Here's to all the Giants in our lives...


A Giant of a Man
 

A giant of a man stood before me,

I trembled in fear for I a child of three.

But this Giant seemed different than others I had seen

He wasn’t really scary, not the slightest bit mean.

 

This Giant a constant, through my childhood,

A calming presence, bringing only good.

A Tenderness in this giant I found,

For a growing sprout, I found solid ground.

 

A giant of a man stood before me,

Hard work he said you will find is the key.

Two dollars to pile wood shaped like stakes?

I’d have done it for free, for goodness sake.

 

This Giant worked with me side by side,

To keep up this Giant, Oh how I tried.

But his energy level it never decreased,

The man never slowed down, he worked like a beast.

 

A Giant of a man stood before me,

But I am now a man of thirteen, surely he must see.

I put out my hand, for my strength I would show.

His grip buckled my knees; how could it be so?

 

This Giant showed me many a skill,

 And I the young pupil wanted my fill.

I thought Giant’s educations were limited so,

And yet how he made my knowledge of the world grow

 

I returned from college to visit the giant,

In respect I came, there was no defiance.

Where is the giant, his presence I ask? 

And out came my Grandpa, age was his mask.

 

A Giant of a man stood before me,

Elderly, yes, but his presence still dwarfed me.

This giant of a man, never afraid of the day,

Work must be done; it’s the only way.

 

Where is the Giant, his advice I now seek?

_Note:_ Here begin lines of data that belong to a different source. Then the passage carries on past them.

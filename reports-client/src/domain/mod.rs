mod daily_consumption;
mod payment;

pub use daily_consumption::DailyConsumptionRecord;
pub use payment::{PaymentRecord, PaymentStatus};
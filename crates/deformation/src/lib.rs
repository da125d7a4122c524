//! Handle-driven mesh deformation
//!
//! This crate deforms a triangle mesh by dragging a single handle point:
//! - [`mesh::MeshStore`] - Vertex positions, faces, normals and render streams
//! - [`graph::SurfaceGraph`] - Edge graph weighted by Euclidean edge length
//! - [`shortest_path`] - Dijkstra, including multi-source via a virtual node
//! - [`region::RegionManager`] - Fixed and deformable vertex regions
//! - [`engine::DeformationEngine`] - Handle selection and linear-blend deformation
//! - [`raycast`] - Ray picking against the mesh
//! - [`obj_io`] - Wavefront OBJ load and export
//! - [`session::EditSession`] - Mode-driven pointer interaction on top of the engine

pub mod constants;
pub mod engine;
pub mod graph;
pub mod mesh;
pub mod obj_io;
pub mod raycast;
pub mod region;
pub mod session;
pub mod shortest_path;
pub mod types;

#[cfg(test)]
mod test_meshes;

pub use constants::*;
pub use engine::*;
pub use graph::*;
pub use mesh::*;
pub use obj_io::*;
pub use raycast::*;
pub use region::*;
pub use session::*;
pub use shortest_path::*;
pub use types::*;

pub use deform_config::{EditorConfig, RegionColors};
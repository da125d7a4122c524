//! Dijkstra shortest paths over a [`WeightedGraph`].
//!
//! The multi-source query is reduced to a single-source one by attaching an
//! ephemeral "virtual source" node to every source with zero-weight edges.
//! The virtual node lives only in a borrowed view; the surface graph is never
//! modified.

use std::cmp::Reverse;
use std::collections::BinaryHeap;

use ordered_float::OrderedFloat;

use crate::graph::WeightedGraph;
use crate::types::VertexId;

/// Result of a single-source query.
#[derive(Debug, Clone)]
pub struct ShortestPaths {
    /// Per-node distance, `f32::INFINITY` when unreachable
    pub distances: Vec<f32>,
    /// Previous node on the shortest path, `None` for the source and
    /// unreachable nodes
    pub predecessors: Vec<Option<u32>>,
}

/// Result of a multi-source query.
#[derive(Debug, Clone)]
pub struct MultiSourcePaths {
    /// Per-node distance to the closest source
    pub distances: Vec<f32>,
    /// Source at the start of each node's shortest path
    pub nearest_source: Vec<Option<VertexId>>,
}

/// Dijkstra from `source`.
///
/// The frontier is keyed by `(distance, node)`, so among equal tentative
/// distances the lowest node index is settled first and a node keeps the
/// first predecessor that reached its final distance.
pub fn single_source<G: WeightedGraph>(graph: &G, source: usize) -> ShortestPaths {
    let node_count = graph.node_count();
    let mut distances = vec![f32::INFINITY; node_count];
    let mut predecessors: Vec<Option<u32>> = vec![None; node_count];

    if source >= node_count {
        tracing::warn!(
            "shortest path source {} out of range for {} nodes",
            source,
            node_count
        );
        return ShortestPaths {
            distances,
            predecessors,
        };
    }

    let mut settled = vec![false; node_count];
    let mut heap: BinaryHeap<Reverse<(OrderedFloat<f32>, usize)>> = BinaryHeap::new();

    distances[source] = 0.0;
    heap.push(Reverse((OrderedFloat(0.0), source)));

    while let Some(Reverse((OrderedFloat(dist), node))) = heap.pop() {
        if settled[node] {
            continue;
        }
        settled[node] = true;

        graph.for_each_neighbor(node, |neighbor, weight| {
            if settled[neighbor] {
                return;
            }
            let candidate = dist + weight;
            if candidate < distances[neighbor] {
                distances[neighbor] = candidate;
                predecessors[neighbor] = Some(node as u32);
                heap.push(Reverse((OrderedFloat(candidate), neighbor)));
            }
        });
    }

    ShortestPaths {
        distances,
        predecessors,
    }
}

/// Graph view that appends one virtual node joined to every source by a
/// zero-weight edge.
struct VirtualSourceView<'a, G> {
    graph: &'a G,
    sources: &'a [usize],
    is_source: Vec<bool>,
}

impl<'a, G: WeightedGraph> VirtualSourceView<'a, G> {
    fn new(graph: &'a G, sources: &'a [usize]) -> Self {
        let mut is_source = vec![false; graph.node_count()];
        for &s in sources {
            is_source[s] = true;
        }
        Self {
            graph,
            sources,
            is_source,
        }
    }

    fn virtual_node(&self) -> usize {
        self.graph.node_count()
    }
}

impl<G: WeightedGraph> WeightedGraph for VirtualSourceView<'_, G> {
    fn node_count(&self) -> usize {
        self.graph.node_count() + 1
    }

    fn for_each_neighbor(&self, node: usize, mut f: impl FnMut(usize, f32)) {
        let virtual_node = self.virtual_node();
        if node == virtual_node {
            for &s in self.sources {
                f(s, 0.0);
            }
            return;
        }
        self.graph.for_each_neighbor(node, &mut f);
        if self.is_source[node] {
            f(virtual_node, 0.0);
        }
    }
}

/// Distance from every node to the closest of `sources`, plus which source
/// that is.
///
/// An empty source set leaves every node unreachable. Source indices out of
/// range are ignored.
pub fn multi_source<G: WeightedGraph>(graph: &G, sources: &[VertexId]) -> MultiSourcePaths {
    let node_count = graph.node_count();
    let sources: Vec<usize> = sources
        .iter()
        .map(|s| s.index())
        .filter(|&s| s < node_count)
        .collect();

    if sources.is_empty() {
        tracing::debug!("multi-source query with empty source set");
        return MultiSourcePaths {
            distances: vec![f32::INFINITY; node_count],
            nearest_source: vec![None; node_count],
        };
    }

    let view = VirtualSourceView::new(graph, &sources);
    let virtual_node = view.virtual_node();
    let ShortestPaths {
        mut distances,
        predecessors,
    } = single_source(&view, virtual_node);

    distances.truncate(node_count);
    let nearest_source = resolve_sources(&predecessors[..node_count], virtual_node);

    MultiSourcePaths {
        distances,
        nearest_source,
    }
}

/// For every reachable node, the first real node on its predecessor chain
/// back to the virtual node.
fn resolve_sources(predecessors: &[Option<u32>], virtual_node: usize) -> Vec<Option<VertexId>> {
    let mut nearest: Vec<Option<VertexId>> = vec![None; predecessors.len()];
    let mut chain: Vec<usize> = Vec::new();

    for start in 0..predecessors.len() {
        if nearest[start].is_some() || predecessors[start].is_none() {
            continue;
        }

        let mut current = start;
        let root = loop {
            if let Some(known) = nearest[current] {
                break Some(known);
            }
            match predecessors[current] {
                Some(p) if p as usize == virtual_node => break Some(VertexId(current as u32)),
                Some(p) => {
                    chain.push(current);
                    current = p as usize;
                }
                None => break None,
            }
        };

        nearest[current] = nearest[current].or(root);
        for node in chain.drain(..) {
            nearest[node] = root;
        }
    }

    nearest
}

#[cfg(test)]
mod tests {
    use super::*;
    use crate::graph::SurfaceGraph;
    use crate::mesh::MeshStore;
    use crate::test_meshes::{grid, strip};
    use glam::Vec3;

    #[test]
    fn test_source_distance_zero() {
        let graph = SurfaceGraph::build(&grid(4, 3.0));
        let paths = single_source(&graph, 5);
        assert_eq!(paths.distances[5], 0.0);
        assert_eq!(paths.predecessors[5], None);
    }

    #[test]
    fn test_distances_monotone_along_paths() {
        let graph = SurfaceGraph::build(&grid(7, 1.0));
        let paths = single_source(&graph, 0);
        for v in 0..graph.node_count() {
            let d = paths.distances[v];
            assert!(d >= 0.0);
            if let Some(p) = paths.predecessors[v] {
                let p = p as usize;
                assert!(paths.distances[p] <= d);
                let w = graph.edge_weight(p, v).unwrap();
                assert!((paths.distances[p] + w - d).abs() < 1e-5);
            }
        }
    }

    #[test]
    fn test_straight_line_distance() {
        let graph = SurfaceGraph::build(&strip(6));
        let paths = single_source(&graph, 0);
        for col in 0..6 {
            assert!((paths.distances[col] - col as f32).abs() < 1e-5);
        }
    }

    #[test]
    fn test_unreachable_nodes() {
        // Two disconnected triangles
        let positions = vec![
            Vec3::ZERO,
            Vec3::X,
            Vec3::Y,
            Vec3::new(5.0, 0.0, 0.0),
            Vec3::new(6.0, 0.0, 0.0),
            Vec3::new(5.0, 1.0, 0.0),
        ];
        let mesh = MeshStore::new(positions, vec![[0, 1, 2], [3, 4, 5]]).unwrap();
        let graph = SurfaceGraph::build(&mesh);
        let paths = single_source(&graph, 0);
        for v in 3..6 {
            assert!(paths.distances[v].is_infinite());
            assert_eq!(paths.predecessors[v], None);
        }
    }

    #[test]
    fn test_equal_paths_prefer_lowest_predecessor() {
        // Unit square split along the 1-2 diagonal: vertex 3 is reachable
        // through 1 or 2 at the same cost.
        let positions = vec![Vec3::ZERO, Vec3::X, Vec3::Y, Vec3::new(1.0, 1.0, 0.0)];
        let mesh = MeshStore::new(positions, vec![[0, 1, 2], [1, 3, 2]]).unwrap();
        let graph = SurfaceGraph::build(&mesh);
        let paths = single_source(&graph, 0);
        assert!((paths.distances[3] - 2.0).abs() < 1e-6);
        assert_eq!(paths.predecessors[3], Some(1));
    }

    #[test]
    fn test_multi_source_matches_single_source_minimum() {
        let graph = SurfaceGraph::build(&grid(8, 2.0));
        let sources = [VertexId(0), VertexId(27), VertexId(63)];
        let multi = multi_source(&graph, &sources);

        let singles: Vec<ShortestPaths> = sources
            .iter()
            .map(|s| single_source(&graph, s.index()))
            .collect();
        for v in 0..graph.node_count() {
            let expected = singles
                .iter()
                .map(|p| p.distances[v])
                .fold(f32::INFINITY, f32::min);
            assert!((multi.distances[v] - expected).abs() < 1e-5);

            let nearest = multi.nearest_source[v].unwrap();
            assert!(sources.contains(&nearest));
            let via_nearest = single_source(&graph, nearest.index()).distances[v];
            assert!((via_nearest - expected).abs() < 1e-5);
        }
    }

    #[test]
    fn test_nearest_source_on_strip() {
        let graph = SurfaceGraph::build(&strip(10));
        let multi = multi_source(&graph, &[VertexId(0), VertexId(9)]);
        assert_eq!(multi.nearest_source[0], Some(VertexId(0)));
        assert_eq!(multi.nearest_source[9], Some(VertexId(9)));
        assert_eq!(multi.nearest_source[2], Some(VertexId(0)));
        assert_eq!(multi.nearest_source[7], Some(VertexId(9)));
        assert_eq!(multi.distances[0], 0.0);
        assert!((multi.distances[7] - 2.0).abs() < 1e-5);
    }

    #[test]
    fn test_empty_source_set() {
        let graph = SurfaceGraph::build(&grid(3, 1.0));
        let multi = multi_source(&graph, &[]);
        assert!(multi.distances.iter().all(|d| d.is_infinite()));
        assert!(multi.nearest_source.iter().all(Option::is_none));
    }

    #[test]
    fn test_multi_source_unreachable_component() {
        let positions = vec![Vec3::ZERO, Vec3::X, Vec3::Y, Vec3::new(9.0, 9.0, 9.0)];
        let mesh = MeshStore::new(positions, vec![[0, 1, 2]]).unwrap();
        let graph = SurfaceGraph::build(&mesh);
        let multi = multi_source(&graph, &[VertexId(1)]);
        assert_eq!(multi.distances.len(), 4);
        assert!(multi.distances[3].is_infinite());
        assert_eq!(multi.nearest_source[3], None);
        assert_eq!(multi.nearest_source[2], Some(VertexId(1)));
    }
}
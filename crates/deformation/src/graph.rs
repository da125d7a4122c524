//! Weighted vertex adjacency graph over a triangle mesh.
//!
//! Edges connect vertices that share a face edge and are weighted by the
//! Euclidean distance between their positions at build time. The graph is
//! stored as a compressed adjacency arena: `offsets[v]..offsets[v + 1]`
//! indexes the `(neighbor, weight)` entries of vertex `v`, sorted by
//! neighbor index.

use crate::mesh::MeshStore;

/// Read-only view of a graph with non-negative edge weights.
pub trait WeightedGraph {
    /// Number of nodes; node ids are `0..node_count()`.
    fn node_count(&self) -> usize;

    /// Call `f(neighbor, weight)` for every edge leaving `node`.
    fn for_each_neighbor(&self, node: usize, f: impl FnMut(usize, f32));
}

/// Undirected surface graph, one node per mesh vertex.
#[derive(Debug, Clone)]
pub struct SurfaceGraph {
    offsets: Vec<usize>,
    adjacency: Vec<(u32, f32)>,
    edge_count: usize,
}

impl SurfaceGraph {
    /// Build the graph from the mesh's current positions and faces.
    pub fn build(mesh: &MeshStore) -> Self {
        let positions = mesh.positions();
        let node_count = positions.len();

        let mut edges: Vec<(u32, u32)> = Vec::with_capacity(mesh.face_count() * 3);
        for &[a, b, c] in mesh.faces() {
            for (u, v) in [(a, b), (b, c), (c, a)] {
                edges.push((u.min(v), u.max(v)));
            }
        }
        edges.sort_unstable();
        edges.dedup();

        let mut offsets = vec![0usize; node_count + 1];
        for &(u, v) in &edges {
            offsets[u as usize + 1] += 1;
            offsets[v as usize + 1] += 1;
        }
        for i in 0..node_count {
            offsets[i + 1] += offsets[i];
        }

        // Edges are sorted by (min, max), so filling in edge order leaves
        // every neighbor list sorted.
        let mut cursor = offsets.clone();
        let mut adjacency = vec![(0u32, 0.0f32); edges.len() * 2];
        for &(u, v) in &edges {
            let weight = positions[u as usize].distance(positions[v as usize]);
            adjacency[cursor[u as usize]] = (v, weight);
            cursor[u as usize] += 1;
            adjacency[cursor[v as usize]] = (u, weight);
            cursor[v as usize] += 1;
        }

        tracing::debug!(
            "built surface graph: {} nodes, {} edges",
            node_count,
            edges.len()
        );

        Self {
            offsets,
            adjacency,
            edge_count: edges.len(),
        }
    }

    /// Number of undirected edges
    pub fn edge_count(&self) -> usize {
        self.edge_count
    }

    /// `(neighbor, weight)` pairs of a node, sorted by neighbor
    pub fn neighbors(&self, node: usize) -> &[(u32, f32)] {
        &self.adjacency[self.offsets[node]..self.offsets[node + 1]]
    }

    /// Weight of the edge between `u` and `v`, if they are adjacent
    pub fn edge_weight(&self, u: usize, v: usize) -> Option<f32> {
        let neighbors = self.neighbors(u);
        neighbors
            .binary_search_by_key(&(v as u32), |&(n, _)| n)
            .ok()
            .map(|i| neighbors[i].1)
    }

    /// Iterate every undirected edge once as `(u, v, weight)` with `u < v`
    pub fn edges(&self) -> impl Iterator<Item = (usize, usize, f32)> + '_ {
        (0..self.node_count()).flat_map(move |u| {
            self.neighbors(u)
                .iter()
                .filter(move |&&(v, _)| (v as usize) > u)
                .map(move |&(v, w)| (u, v as usize, w))
        })
    }
}

impl WeightedGraph for SurfaceGraph {
    fn node_count(&self) -> usize {
        self.offsets.len() - 1
    }

    fn for_each_neighbor(&self, node: usize, mut f: impl FnMut(usize, f32)) {
        for &(neighbor, weight) in self.neighbors(node) {
            f(neighbor as usize, weight);
        }
    }
}

#[cfg(test)]
mod tests {
    use super::*;
    use crate::test_meshes::{grid, single_triangle};
    use glam::Vec3;

    #[test]
    fn test_single_triangle_edges() {
        let mesh = single_triangle();
        let graph = SurfaceGraph::build(&mesh);
        assert_eq!(graph.node_count(), 3);
        assert_eq!(graph.edge_count(), 3);
        assert_eq!(graph.edge_weight(0, 1), Some(1.0));
        assert!((graph.edge_weight(1, 2).unwrap() - 2f32.sqrt()).abs() < 1e-6);
        assert_eq!(graph.edge_weight(1, 0), graph.edge_weight(0, 1));
    }

    #[test]
    fn test_shared_edges_deduplicated() {
        let mesh = grid(10, 1.0);
        let graph = SurfaceGraph::build(&mesh);
        // 9*10 horizontal + 9*10 vertical + 9*9 diagonal
        assert_eq!(graph.edge_count(), 90 + 90 + 81);
        assert!(graph.edge_count() <= 3 * mesh.face_count());
    }

    #[test]
    fn test_edge_weights_match_positions() {
        let mesh = grid(6, 2.5);
        let graph = SurfaceGraph::build(&mesh);
        let positions = mesh.positions();
        let mut seen = 0;
        for (u, v, w) in graph.edges() {
            assert!((w - positions[u].distance(positions[v])).abs() < 1e-6);
            seen += 1;
        }
        assert_eq!(seen, graph.edge_count());
    }

    #[test]
    fn test_neighbors_sorted() {
        let graph = SurfaceGraph::build(&grid(5, 1.0));
        for node in 0..graph.node_count() {
            let neighbors = graph.neighbors(node);
            assert!(neighbors.windows(2).all(|w| w[0].0 < w[1].0));
        }
    }

    #[test]
    fn test_faceless_mesh_has_no_edges() {
        let mesh = MeshStore::new(vec![Vec3::ZERO, Vec3::X], Vec::new()).unwrap();
        let graph = SurfaceGraph::build(&mesh);
        assert_eq!(graph.node_count(), 2);
        assert_eq!(graph.edge_count(), 0);
        assert!(graph.neighbors(0).is_empty());
    }

    #[test]
    fn test_weights_frozen_at_build_time() {
        let mut mesh = single_triangle();
        let graph = SurfaceGraph::build(&mesh);
        mesh.set_position(crate::types::VertexId(1), Vec3::new(5.0, 0.0, 0.0));
        assert_eq!(graph.edge_weight(0, 1), Some(1.0));
    }
}
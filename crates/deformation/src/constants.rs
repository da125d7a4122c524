/// Quantization scale used when welding positionally identical vertices.
pub const WELD_SCALE: f32 = 1_000_000.0;

/// Epsilon for floating point comparisons in ray intersection.
pub const RAY_EPSILON: f32 = 1e-6;
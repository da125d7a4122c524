//! Shared identifiers, classifications and error types.

use glam::Vec3;
use serde::{Deserialize, Serialize};

/// Type-safe vertex identifier
#[derive(Debug, Clone, Copy, PartialEq, Eq, PartialOrd, Ord, Hash, Serialize, Deserialize)]
pub struct VertexId(pub u32);

impl VertexId {
    /// Position of this vertex in the per-vertex arrays
    pub fn index(self) -> usize {
        self.0 as usize
    }
}

/// Render classification of a vertex
#[derive(Debug, Clone, Copy, PartialEq, Eq, Default, Serialize, Deserialize)]
#[repr(u8)]
pub enum VertexClass {
    /// Not part of any region
    #[default]
    Normal = 0,
    /// Rigid anchor
    Fixed = 1,
    /// Moves with the handle
    Deformable = 2,
}

/// A pick ray in mesh space, supplied by the host camera.
///
/// The direction is always unit length (or zero for a degenerate input), so
/// `t` along the ray is a world-space distance.
#[derive(Debug, Clone, Copy, PartialEq)]
pub struct Ray {
    origin: Vec3,
    direction: Vec3,
}

impl Ray {
    pub fn new(origin: Vec3, direction: Vec3) -> Self {
        Self {
            origin,
            direction: direction.normalize_or_zero(),
        }
    }

    pub fn origin(&self) -> Vec3 {
        self.origin
    }

    /// Unit direction
    pub fn direction(&self) -> Vec3 {
        self.direction
    }

    /// Point at distance `t` along the ray
    pub fn at(&self, t: f32) -> Vec3 {
        self.origin + self.direction * t
    }
}

/// Errors raised while building or loading a mesh
#[derive(Debug, thiserror::Error)]
pub enum MeshError {
    #[error("Mesh has no vertices")]
    Empty,
    #[error("Vertex {vertex} has a non-finite position")]
    NonFinitePosition { vertex: usize },
    #[error("Face {face} references vertex {index} but mesh has {len} vertices")]
    FaceIndexOutOfRange { face: usize, index: u32, len: usize },
    #[error("{attribute} count {found} does not match vertex count {expected}")]
    AttributeLength {
        attribute: &'static str,
        found: usize,
        expected: usize,
    },
    #[error("Mesh I/O failed: {0}")]
    Io(#[from] std::io::Error),
    #[error("OBJ error: {0}")]
    Obj(#[from] obj::ObjError),
}

/// Errors raised by region mutation
#[derive(Debug, Clone, PartialEq, Eq, thiserror::Error)]
pub enum RegionError {
    #[error("Vertex index {index} out of range for {len} vertices")]
    IndexOutOfRange { index: u32, len: usize },
}

/// Errors raised by the deformation engine
#[derive(Debug, thiserror::Error)]
pub enum EngineError {
    #[error("No valid distance snapshot; select a handle first")]
    StaleSnapshot,
    #[error(transparent)]
    Region(#[from] RegionError),
    #[error(transparent)]
    Mesh(#[from] MeshError),
}
//! Small procedural meshes shared by the unit tests.

use glam::Vec3;

use crate::mesh::MeshStore;

/// Planar `n`×`n` vertex grid in the XY plane spanning `size` units.
///
/// Vertex `row * n + col` sits at `(col, row) * spacing`. Each cell is split
/// along its (row, col)–(row + 1, col + 1) diagonal.
pub(crate) fn grid(n: usize, size: f32) -> MeshStore {
    let spacing = size / (n - 1) as f32;
    let mut positions = Vec::with_capacity(n * n);
    for row in 0..n {
        for col in 0..n {
            positions.push(Vec3::new(col as f32 * spacing, row as f32 * spacing, 0.0));
        }
    }

    let mut faces = Vec::new();
    for row in 0..n - 1 {
        for col in 0..n - 1 {
            let a = (row * n + col) as u32;
            let b = a + 1;
            let c = a + n as u32;
            let d = c + 1;
            faces.push([a, b, d]);
            faces.push([a, d, c]);
        }
    }

    MeshStore::new(positions, faces).unwrap()
}

/// Two-row triangle strip along +X with `columns` vertices per row.
///
/// Bottom row vertices are `0..columns`, top row `columns..2 * columns`.
pub(crate) fn strip(columns: usize) -> MeshStore {
    let mut positions = Vec::with_capacity(columns * 2);
    for row in 0..2 {
        for col in 0..columns {
            positions.push(Vec3::new(col as f32, row as f32, 0.0));
        }
    }

    let n = columns as u32;
    let mut faces = Vec::new();
    for col in 0..n - 1 {
        faces.push([col, col + 1, n + col + 1]);
        faces.push([col, n + col + 1, n + col]);
    }

    MeshStore::new(positions, faces).unwrap()
}

/// Unit right triangle in the XY plane.
pub(crate) fn single_triangle() -> MeshStore {
    MeshStore::new(
        vec![Vec3::ZERO, Vec3::X, Vec3::Y],
        vec![[0, 1, 2]],
    )
    .unwrap()
}
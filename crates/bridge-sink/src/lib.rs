//! Strategy handlers, statement grouper, execution engine, and topic
//! registry for the neo4j-kafka-bridge sink (spec sections 4.2-4.6). This
//! is the hard core: five strategies translate heterogeneous record shapes
//! into `QueryEvents`, the grouper coalesces them per batch, and the
//! execution engine commits the result with retry and dead-letter routing.

mod cdc;
mod cdc_schema;
mod cdc_source_id;
mod cud;
mod cypher;
mod engine;
mod grouper;
mod node_pattern;
mod registry;
mod relationship_pattern;

pub use cdc_schema::CdcSchemaHandler;
pub use cdc_source_id::{CdcSourceIdConfig, CdcSourceIdHandler};
pub use cud::CudHandler;
pub use cypher::{CypherHandler, CypherHandlerConfig};
pub use engine::{BatchState, ExecutionEngine, GraphPool};
pub use grouper::group;
pub use node_pattern::NodePatternHandler;
pub use registry::TopicRegistry;
pub use relationship_pattern::RelationshipPatternHandler;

A man I have become of a child so meek.

Stature decreased and time has slowed his pace,

With a Giant of a man I now stand face to face.

 

A Giant of a man, once stood before me,

I welcome the giant, but how can it be?

The giants now my size in stature you see.

But in my mind a giant he will always be.

 

The call I received that the Giant is gone,

It cannot be true, you must be wrong.

No, it is true, even Giants must go

Even out of giants the life force must flow.

 

How I loved the Giant, but the words were not there,

God, please tell him I loved him; it just wasn’t fair.

I didn’t tell him in person, and sorry am I,

Alone with my thoughts, and the tears that I cry.

 

Grandpa, I’ll miss you, how can this be?

The family I’ve raised you won’t get to see.

In strength and honor I grow your family tree,

For a giant of a man once stood before me.